Known as the land where palm trees sway, Hawaii is also home to impressive modernist architecture. In large part due to Vladimir Ossipoff, a wave of tropical modernism took over the islands and continues to thrive today.
This article takes an up-close and fascinating look at his prolific work on the world-renowned islands.
Meet Vladimir Ossipoff
From Artsy:
Over a span of more than 60 years and 1,000 projects, [Vladimir] Ossipoff left an enduring imprint on Hawaii. Influenced by visionaries such as Frank Lloyd Wright, Ludwig Mies van der Rohe, and Le Corbusier, Ossipoff is part of the generation of modernist architects who adapted the principles of midcentury design to the balmy weather of the tropics, such as Paul Rudolph in Florida, Rudolph Schindler and Richard Neutra in California, and Geoffrey Bawa in Sri Lanka. Accommodating the effects of sun and sea, at once gentle and corrosive, the style became known as “tropical modernism.”

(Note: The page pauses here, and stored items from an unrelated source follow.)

//! Helper for resolving env vars

use regex::Regex;
use std::{env, env::VarError, error::Error, fmt, sync::LazyLock};

/// A regex that matches `${val}` placeholders
pub static RE_PLACEHOLDER: LazyLock<Regex> =
    LazyLock::new(|| Regex::new(r"(?m)(?P<outer>\$\{\s*(?P<inner>.*?)\s*})").unwrap());

/// Error when we failed to resolve an env var
#[derive(Clone, Debug, PartialEq, Eq)]
pub struct UnresolvedEnvVarError {
    /// The unresolved input string
    pub unresolved: String,
    /// Var that couldn't be resolved
    pub var: String,
    /// the `env::var` error
    pub source: VarError,
}

impl fmt::Display for UnresolvedEnvVarError {
    fn fmt(&self, f: &mut fmt::Formatter<'_>) -> fmt::Result {
        write!(f, "Failed to resolve env var `{}` in `{}`: {}", self.var, self.unresolved, self.source)
    }
}

impl Error for UnresolvedEnvVarError {
    fn source(&self) -> Option<&(dyn Error + 'static)> {
        Some(&self.source)
    }
}

/// Replaces all `${VAR}` placeholders in `input` with the value of the matching env var.
pub fn interpolate(input: &str) -> Result<String, UnresolvedEnvVarError> {
    let mut res = input.to_string();

    for caps in RE_PLACEHOLDER.captures_iter(input) {
        let var = &caps["inner"];
        let value = env::var(var).map_err(|source| UnresolvedEnvVarError {
            unresolved: input.to_string(),
            var: var.to_string(),
            source,
        })?;

        res = res.replacen(&caps["outer"], &value, 1);
    }
    Ok(res)
}

#[cfg(test)]
mod tests {
    use super::*;

    #[test]
    fn can_find_placeholders() {
        assert!(RE_PLACEHOLDER.is_match("${INFURA_KEY}"));
        assert!(RE_PLACEHOLDER.is_match("https://rpc.example.org/${ KEY }"));
        assert!(!RE_PLACEHOLDER.is_match("https://rpc.example.org/v1"));
    }

    #[test]
    fn interpolates_env() {
        figment::Jail::expect_with(|jail| {
            jail.set_env("BRIDGE_TEST_KEY", "abc");
            assert_eq!(interpolate("https://a.b/${BRIDGE_TEST_KEY}").unwrap(), "https://a.b/abc");

            let err = interpolate("https://a.b/${BRIDGE_MISSING_KEY}").unwrap_err();
            assert_eq!(err.var, "BRIDGE_MISSING_KEY");
            assert_eq!(err.source, VarError::NotPresent);
            Ok(())
        });
    }
}
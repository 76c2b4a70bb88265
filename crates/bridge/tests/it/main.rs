mod lifecycle;
mod routing;
pub mod utils;

#[allow(unused)]
pub(crate) fn init_tracing() {
    let _ = tracing_subscriber::FmtSubscriber::builder()
        .with_env_filter(tracing_subscriber::EnvFilter::from_default_env())
        .try_init();
}

fn main() {}
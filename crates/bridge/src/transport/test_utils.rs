//! Relay doubles for tests.

use super::{RelayConnect, RelayHandle, RelayInterface};
use crate::{error::TransportError, session::SessionId};
use tokio::sync::mpsc;

/// Hands every relay backend the transport opens to the test.
#[derive(Debug)]
pub struct ScriptedConnector {
    relays: mpsc::UnboundedSender<RelayInterface>,
}

impl ScriptedConnector {
    pub fn new() -> (Self, mpsc::UnboundedReceiver<RelayInterface>) {
        let (relays, rx) = mpsc::unbounded_channel();
        (Self { relays }, rx)
    }
}

#[async_trait::async_trait]
impl RelayConnect for ScriptedConnector {
    async fn connect(&self) -> Result<RelayHandle, TransportError> {
        let (handle, interface) = RelayHandle::new();
        self.relays
            .send(interface)
            .map_err(|_| TransportError::Connect("test finished".to_string()))?;
        Ok(handle)
    }

    fn pairing_uri(&self, session: &SessionId) -> String {
        format!("wc:{session}@relay.test")
    }
}
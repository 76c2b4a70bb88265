//! Config errors

use crate::resolve::UnresolvedEnvVarError;

/// Errors that can occur while loading or resolving a [`BridgeConfig`](crate::BridgeConfig).
#[derive(Debug, thiserror::Error)]
pub enum ConfigError {
    /// Extracting the config from its providers failed.
    #[error("failed to extract bridge config: {0}")]
    Extract(#[from] figment::Error),
    /// A `${VAR}` placeholder referenced an unset env var.
    #[error(transparent)]
    UnresolvedEnvVar(#[from] UnresolvedEnvVarError),
    /// A key of `rpc_endpoints` is not a decimal chain id.
    #[error("invalid chain id `{0}` in `rpc_endpoints`, expected a decimal number")]
    InvalidChainKey(String),
    /// An override URL did not parse or uses an unsupported scheme.
    #[error("invalid rpc endpoint `{url}` for chain {chain_id}: {reason}")]
    InvalidEndpoint { chain_id: u64, url: String, reason: String },
}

Not only did Ossipoff create a style all his own, he openly bucked ideas that he thought stood to harm the future of architectural design.
“Famously announcing a “war on ugliness” in a speech against the cheap proliferation of cookie-cutter housing developments, Ossipoff was an early proponent of design attuned to the sensitivities of its surroundings, working in sync with nature, rather than against it.”